I mean, I finished the story I'd intended to write, which was really about Bran and Holden, and not Jesse at all (you may have noticed, in fact, that all the stories in this trilogy are actually about Bran and the development of his relationship with Holden), but I didn't finish Jesse's story. He was just always like "Later for this idyllic-domesticity noise, I got places to be"-- he didn't fit into my framework, and I decided, just as Holden did, that I didn't need to fix him, because he was just passing through. I used him for his insights and iconoclasm, to get Bran and Holden out of the fix they'd gotten themselves into, and then-- again like Holden-- I was like "here, you insufferable little brat, have a happy ending and get out of my hair."
My original intention-- as you can kind of see by the outline-- was to do something similar with Lee, but then, in addition to the whole Robin side of things, I realized I'd overplayed my hand.
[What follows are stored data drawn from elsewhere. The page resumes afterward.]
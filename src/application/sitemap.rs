//! `sitemap.xml` and `robots.txt` generation.

use time::{OffsetDateTime, format_description::well_known::Rfc3339};
use url::Url;

use crate::{config::SiteSettings, domain::document::Document};

use super::syndication::xml_escape;

/// Generate sitemap.xml content for the home page and every published document.
pub fn sitemap_xml<'a>(site: &SiteSettings, documents: impl IntoIterator<Item = &'a Document>) -> String {
    let documents: Vec<&Document> = documents.into_iter().collect();
    let newest = documents
        .iter()
        .map(|document| document_timestamp(document))
        .max();

    let mut xml = String::from(
        "<?xml version=\"1.0\" encoding=\"UTF-8\"?>\n<urlset xmlns=\"http://www.sitemaps.org/schemas/sitemap/0.9\">\n",
    );
    xml.push_str(&sitemap_entry(&site.base_url, "/", newest));
    for document in documents {
        xml.push_str(&sitemap_entry(
            &site.base_url,
            &document.public_path(),
            Some(document_timestamp(document)),
        ));
    }
    xml.push_str("</urlset>\n");
    xml
}

/// Generate robots.txt content pointing crawlers at the sitemap.
pub fn robots_txt(site: &SiteSettings) -> String {
    let sitemap_url = canonical_url(&site.base_url, "/sitemap.xml");
    format!("User-agent: *\nAllow: /\nSitemap: {sitemap_url}\n")
}

/// Absolute URL of a site-relative path.
pub fn canonical_url(base: &Url, path: &str) -> String {
    let base = base.as_str().trim_end_matches('/');
    if path == "/" {
        format!("{base}/")
    } else {
        format!("{base}/{}", path.trim_start_matches('/'))
    }
}

pub(crate) fn document_timestamp(document: &Document) -> OffsetDateTime {
    document.front_matter.date.midnight().assume_utc()
}

fn sitemap_entry(base: &Url, path: &str, lastmod: Option<OffsetDateTime>) -> String {
    let loc = xml_escape(&canonical_url(base, path));
    let lastmod_str = lastmod
        .and_then(|dt| dt.format(&Rfc3339).ok())
        .unwrap_or_default();
    if lastmod_str.is_empty() {
        format!("  <url><loc>{loc}</loc></url>\n")
    } else {
        format!("  <url><loc>{loc}</loc><lastmod>{lastmod_str}</lastmod></url>\n")
    }
}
Lee was so broken, and fucked up, and out of it, that I couldn't hustle him in and out of the story the way I did Jesse-- I had to let him take his own time, and Lord in heaven did he take his sweet time. But it was worth it. For me, anyway.
And now I regret not having given Jesse the same chance: to tell his own story, in his own time.
So um.
As for the question of what's next, after I finish "Lee."
Well. We'll see. I've got to finish "Lee," first.
*Which is partly why I currently refuse to develop Dunaev as a character. I'd have to start loving him then, and ugh.